Knowing there are people in the world this courageous really restores my optimism. Yes, the next few decades are going to suck. But we might just be able to pull through.


Jason said...

I am having a hard time deciding why this is news/important. This is nothing more than a woman who got pregnant through artificial insemination. Big deal. She is not a man. She has two X xhromosomes and more importantly she has a vagina. She may have gotten her breast reduced. She may have slightly more facial hair than some girls (but less than others). She may have an enlarged clit (so do other females). She is a lesbian who got pregnant. Congrats but not news.

Noumena said...

He is not a lesbian. Lesbians can't get married in Oregon. Beatie is legally married.

Really, your comment is exactly why this is important: a lot of cissexual people falsely believe transsexual people are just gay people, and understanding Beatie's situation will help combat that false belief.

Jenna said...

But if this person was REALLY a man, then pregnancy would not be a possibility. This person is not physically a man. Why is that concept so hard for people to understand? The male species has different organs than the female a science lesson necessary.

Noumena said...

He has two X chromosomes, a vagina, a womb, and is evidently entirely capable of carrying a pregnancy to term. He is also, legally, a heterosexual man.

Which is the whole point to being transgender: he doesn't occupy the normal categories. He crosses over them. He is literally transgender.

Also, for a quick biology lesson: male and female are sexes, not species. And there are at least two definitions of male and female (for species that reproduce sexually), in terms of genetics and in terms of functional organs, neither of which is standard or seen as more `basic' by biologists. Also, they are not, in fact, coextensive.

Jason said...

They are gay.
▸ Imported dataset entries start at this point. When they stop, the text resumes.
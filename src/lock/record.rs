use std::fmt;

use serde::{Deserialize, Serialize};
use uuid::Uuid;

/// Identity of the call that wrote a lock record.
///
/// A fresh id is generated for every acquisition; it only matters for
/// equality when a record is conditionally removed.
#[derive(Debug, Clone, Copy, PartialEq, Eq, Hash, Serialize, Deserialize)]
pub struct OwnerId(Uuid);

impl OwnerId {
    pub fn generate() -> Self {
        OwnerId(Uuid::new_v4())
    }

    pub fn as_uuid(&self) -> &Uuid {
        &self.0
    }
}

impl fmt::Display for OwnerId {
    fn fmt(&self, f: &mut fmt::Formatter<'_>) -> fmt::Result {
        fmt::Display::fmt(&self.0, f)
    }
}

/// When a lock record stops protecting its key.
#[derive(Debug, Clone, Copy, PartialEq, Eq, Hash, Serialize, Deserialize)]
pub enum Expiry {
    /// Milliseconds timestamp from the coordinator's clock.
    At(u64),
    Never,
}

impl Expiry {
    pub fn is_expired(&self, now_millis: u64) -> bool {
        match self {
            Expiry::At(deadline) => now_millis >= *deadline,
            Expiry::Never => false,
        }
    }
}

impl From<Option<u64>> for Expiry {
    fn from(deadline: Option<u64>) -> Self {
        deadline.map_or(Expiry::Never, Expiry::At)
    }
}

/// The value stored under a [`LockKey`](super::LockKey) while it is held.
///
/// Records are never mutated. Releasing or reclaiming one removes it only
/// if the stored value still equals the record the remover observed.
#[derive(Debug, Clone, Copy, PartialEq, Eq, Hash, Serialize, Deserialize)]
pub struct LockRecord {
    pub owner: OwnerId,
    pub expires_at: Expiry,
}

impl LockRecord {
    pub fn new(owner: OwnerId, expires_at: Expiry) -> Self {
        LockRecord { owner, expires_at }
    }

    pub fn is_expired(&self, now_millis: u64) -> bool {
        self.expires_at.is_expired(now_millis)
    }
}
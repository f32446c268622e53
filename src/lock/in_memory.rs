use std::collections::HashMap;
use std::sync::{Arc, OnceLock, RwLock};

use super::{LockKey, LockRecord, LockStore};
use crate::error::LockError;

/// Process-local lock store backed by an `Arc<RwLock<HashMap<..>>>`.
///
/// Cloning returns another handle to the same records, so one store can be
/// handed to many threads and coordinators.
#[derive(Debug, Clone, Default)]
pub struct InMemoryLockStore {
    records: Arc<RwLock<HashMap<LockKey, LockRecord>>>,
}

impl InMemoryLockStore {
    pub fn new() -> Self {
        InMemoryLockStore {
            records: Arc::new(RwLock::new(HashMap::new())),
        }
    }

    /// The process-wide default store, created on first use.
    ///
    /// Only the `Default` coordinator and the free
    /// [`with_lock`](crate::with_lock) use it; everything else takes an
    /// explicit store.
    pub fn global() -> Self {
        static GLOBAL: OnceLock<InMemoryLockStore> = OnceLock::new();
        GLOBAL.get_or_init(InMemoryLockStore::new).clone()
    }

    /// Drop every record that has expired as of `now_millis`.
    /// Returns the number removed.
    pub fn purge_expired(&self, now_millis: u64) -> Result<usize, LockError> {
        let mut records = self
            .records
            .write()
            .map_err(|_| LockError::Store("purge_expired"))?;
        let before = records.len();
        records.retain(|_, record| !record.is_expired(now_millis));
        Ok(before - records.len())
    }

    pub fn len(&self) -> Result<usize, LockError> {
        let records = self
            .records
            .read()
            .map_err(|_| LockError::Store("len"))?;
        Ok(records.len())
    }

    pub fn is_empty(&self) -> Result<bool, LockError> {
        Ok(self.len()? == 0)
    }
}

impl LockStore for InMemoryLockStore {
    fn insert_if_absent(&self, key: &LockKey, record: LockRecord) -> Result<bool, LockError> {
        let mut records = self
            .records
            .write()
            .map_err(|_| LockError::Store("insert_if_absent"))?;
        if records.contains_key(key) {
            return Ok(false);
        }
        records.insert(key.clone(), record);
        Ok(true)
    }

    fn remove_if_equal(&self, key: &LockKey, record: &LockRecord) -> Result<bool, LockError> {
        let mut records = self
            .records
            .write()
            .map_err(|_| LockError::Store("remove_if_equal"))?;
        if records.get(key) == Some(record) {
            records.remove(key);
            Ok(true)
        } else {
            Ok(false)
        }
    }

    fn lookup(&self, key: &LockKey) -> Result<Option<LockRecord>, LockError> {
        let records = self
            .records
            .read()
            .map_err(|_| LockError::Store("lookup"))?;
        Ok(records.get(key).copied())
    }

    fn delete(&self, key: &LockKey) -> Result<bool, LockError> {
        let mut records = self
            .records
            .write()
            .map_err(|_| LockError::Store("delete"))?;
        Ok(records.remove(key).is_some())
    }
}
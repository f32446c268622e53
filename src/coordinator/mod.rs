//! The lock coordinator: acquisition, stale-lock reclamation, time-boxed
//! execution and release.

mod exec;
#[cfg(feature = "tokio")]
mod task;

pub use exec::Cancellation;

use std::panic;
use std::thread;
use std::time::Duration;

use serde::Serialize;
use tracing::{debug, trace, warn};

use crate::clock::{Clock, SystemClock};
use crate::config::LockConfig;
use crate::error::LockError;
use crate::lock::{InMemoryLockStore, LockKey, LockRecord, LockStore, OwnerId};
use crate::table::Table;
use exec::Finished;

/// Runs callbacks under per-key exclusive locks kept in a [`LockStore`].
///
/// There is no lock server: every caller races on the store's conditional
/// insert, and whoever creates the record holds the lock. Records carry a
/// lease of `exec_timeout + fail_timeout`, after which any contender may
/// remove them, so a crashed owner cannot block a key forever unless the
/// lease is infinite.
///
/// Waiting is a poll loop that sleeps `spin_delay` between attempts. Nothing
/// wakes a waiter when the lock is released, which keeps the store the only
/// shared state at the cost of up to one `spin_delay` of extra latency.
/// Waiters are not queued: when several are spinning, any of them may win.
///
/// ```
/// use table_lock::{InMemoryLockStore, InMemoryTable, LockCoordinator};
///
/// let coordinator = LockCoordinator::new(InMemoryLockStore::new());
/// let accounts = InMemoryTable::new("accounts");
/// accounts.insert("alice", 10).unwrap();
///
/// let writer = accounts.clone();
/// let total = coordinator
///     .with_lock(&accounts, &"alice", move |balances, _cancel| {
///         let total: i32 = balances.iter().sum::<i32>() + 5;
///         writer.replace("alice", vec![total]).unwrap();
///         total
///     })
///     .unwrap();
/// assert_eq!(total, 15);
/// ```
#[derive(Debug, Clone)]
pub struct LockCoordinator<S = InMemoryLockStore, C = SystemClock> {
    store: S,
    clock: C,
    config: LockConfig,
}

/// Result of one pass through the acquisition loop.
enum Attempt {
    Acquired(LockRecord),
    Busy,
    Reclaimed,
    TimedOut(Duration),
}

/// An acquired lock. Dropping it releases the record, including while
/// unwinding or when an async caller is dropped mid-run.
struct HeldLock<'a, S: LockStore, C: Clock> {
    coordinator: &'a LockCoordinator<S, C>,
    key: &'a LockKey,
    record: LockRecord,
}

impl<S: LockStore, C: Clock> Drop for HeldLock<'_, S, C> {
    fn drop(&mut self) {
        self.coordinator.release_quietly(self.key, &self.record);
    }
}

impl Default for LockCoordinator {
    /// A coordinator over [`InMemoryLockStore::global`] with default config.
    fn default() -> Self {
        LockCoordinator::new(InMemoryLockStore::global())
    }
}

impl<S: LockStore> LockCoordinator<S, SystemClock> {
    pub fn new(store: S) -> Self {
        LockCoordinator {
            store,
            clock: SystemClock,
            config: LockConfig::default(),
        }
    }
}

impl<S: LockStore, C: Clock> LockCoordinator<S, C> {
    /// Replace the clock used to stamp and judge leases.
    pub fn with_clock<C2: Clock>(self, clock: C2) -> LockCoordinator<S, C2> {
        LockCoordinator {
            store: self.store,
            clock,
            config: self.config,
        }
    }

    pub fn with_config(mut self, config: LockConfig) -> Self {
        self.config = config;
        self
    }

    pub fn config(&self) -> &LockConfig {
        &self.config
    }

    pub fn store(&self) -> &S {
        &self.store
    }

    /// Run `callback` on the entries stored under `key` while holding the
    /// lock for `(table.name(), key)`, using this coordinator's config.
    ///
    /// See [`with_lock_config`](Self::with_lock_config).
    pub fn with_lock<T, F, R>(&self, table: &T, key: &T::Key, callback: F) -> Result<R, LockError>
    where
        T: Table,
        F: FnOnce(Vec<T::Entry>, Cancellation) -> R + Send + 'static,
        R: Send + 'static,
    {
        self.with_lock_config(table, key, callback, &self.config)
    }

    /// Run `callback` under the lock with an explicit config.
    ///
    /// The callback runs on a separate thread. Once the lock is acquired it
    /// is released on every exit path before this returns.
    ///
    /// # Errors
    ///
    /// - [`LockError::WaitTimeout`] if the lock was not acquired within
    ///   `wait_timeout`.
    /// - [`LockError::ExecTimeout`] if the callback overran `exec_timeout`.
    ///   Its [`Cancellation`] has been tripped and the lock released.
    /// - [`LockError::Store`], [`LockError::Table`] or [`LockError::Spawn`]
    ///   on infrastructure failures.
    ///
    /// # Panics
    ///
    /// A panic inside the callback is resumed on the calling thread after
    /// the lock is released.
    pub fn with_lock_config<T, F, R>(
        &self,
        table: &T,
        key: &T::Key,
        callback: F,
        config: &LockConfig,
    ) -> Result<R, LockError>
    where
        T: Table,
        F: FnOnce(Vec<T::Entry>, Cancellation) -> R + Send + 'static,
        R: Send + 'static,
    {
        let lock_key = LockKey::new(table.name(), key)?;
        let held = self.hold(&lock_key, self.acquire(&lock_key, config)?);

        let outcome = table.entries(key).and_then(|entries| {
            exec::run_with_timeout(&lock_key, entries, callback, config.exec_timeout)
        });

        drop(held);
        self.finish(&lock_key, outcome, config)
    }

    /// The live record holding `(domain, key)`, if any.
    pub fn holder<K: Serialize + ?Sized>(
        &self,
        domain: &str,
        key: &K,
    ) -> Result<Option<LockRecord>, LockError> {
        let lock_key = LockKey::new(domain, key)?;
        let now = self.clock.now_millis();
        Ok(self
            .store
            .lookup(&lock_key)?
            .filter(|record| !record.is_expired(now)))
    }

    pub fn is_locked<K: Serialize + ?Sized>(
        &self,
        domain: &str,
        key: &K,
    ) -> Result<bool, LockError> {
        Ok(self.holder(domain, key)?.is_some())
    }

    /// Remove `record` from `key` if it is still the stored record.
    ///
    /// Returns `Ok(false)` when the record was already released or
    /// reclaimed, so releasing twice is harmless.
    pub fn release(&self, key: &LockKey, record: &LockRecord) -> Result<bool, LockError> {
        let released = self.store.remove_if_equal(key, record)?;
        if released {
            debug!(lock = %key, owner = %record.owner, "released lock");
        } else {
            debug!(lock = %key, owner = %record.owner, "lock already gone at release");
        }
        Ok(released)
    }

    fn release_quietly(&self, key: &LockKey, record: &LockRecord) {
        if let Err(e) = self.release(key, record) {
            warn!(lock = %key, owner = %record.owner, error = %e, "failed to release lock");
        }
    }

    fn hold<'a>(&'a self, key: &'a LockKey, record: LockRecord) -> HeldLock<'a, S, C> {
        HeldLock {
            coordinator: self,
            key,
            record,
        }
    }

    fn acquire(&self, key: &LockKey, config: &LockConfig) -> Result<LockRecord, LockError> {
        let owner = OwnerId::generate();
        let started = self.clock.now_millis();

        loop {
            match self.attempt(key, owner, started, config)? {
                Attempt::Acquired(record) => return Ok(record),
                Attempt::Reclaimed => continue,
                Attempt::Busy => {
                    trace!(lock = %key, "lock busy");
                    thread::sleep(config.spin_delay);
                }
                Attempt::TimedOut(waited) => {
                    return Err(LockError::WaitTimeout {
                        key: key.to_string(),
                        waited,
                    })
                }
            }
        }
    }

    /// One iteration of the acquisition loop. Never sleeps.
    fn attempt(
        &self,
        key: &LockKey,
        owner: OwnerId,
        started: u64,
        config: &LockConfig,
    ) -> Result<Attempt, LockError> {
        let now = self.clock.now_millis();
        if let Some(deadline) = config.wait_timeout.deadline_from(started) {
            if now >= deadline {
                let waited = Duration::from_millis(now.saturating_sub(started));
                debug!(lock = %key, ?waited, "gave up waiting for lock");
                return Ok(Attempt::TimedOut(waited));
            }
        }

        match self.store.lookup(key)? {
            Some(stale) if stale.is_expired(now) => {
                // Another contender may win this race; either way the next
                // pass sees a fresh view of the key.
                let reclaimed = self.store.remove_if_equal(key, &stale)?;
                warn!(lock = %key, stale_owner = %stale.owner, reclaimed, "reclaiming stale lock");
                Ok(Attempt::Reclaimed)
            }
            Some(_) => Ok(Attempt::Busy),
            None => {
                let record = LockRecord::new(owner, config.lease().deadline_from(now).into());
                if self.store.insert_if_absent(key, record)? {
                    debug!(
                        lock = %key,
                        owner = %owner,
                        expires_at = ?record.expires_at,
                        "acquired lock"
                    );
                    Ok(Attempt::Acquired(record))
                } else {
                    Ok(Attempt::Busy)
                }
            }
        }
    }

    /// Map a finished run to the caller's result. Called after release.
    fn finish<R>(
        &self,
        key: &LockKey,
        outcome: Result<Finished<R>, LockError>,
        config: &LockConfig,
    ) -> Result<R, LockError> {
        match outcome? {
            Finished::Completed(value) => Ok(value),
            Finished::TimedOut => {
                let timeout = config.exec_timeout.as_duration().unwrap_or_default();
                warn!(lock = %key, ?timeout, "lock callback timed out");
                Err(LockError::ExecTimeout {
                    key: key.to_string(),
                    timeout,
                })
            }
            Finished::Panicked(payload) => panic::resume_unwind(payload),
        }
    }
}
They met, started dating and fell in love when both were still considered females. When they have sex, it is vaginal, clitoral, etc. contact. No penis involved.

If Oregon is using this definition as a way to "sneak" gay marriage onto the books then fine, but otherwise they have VERY loose definitions. I think I might move there a tell them that I consider myself to be governor, and demand to be treated as such.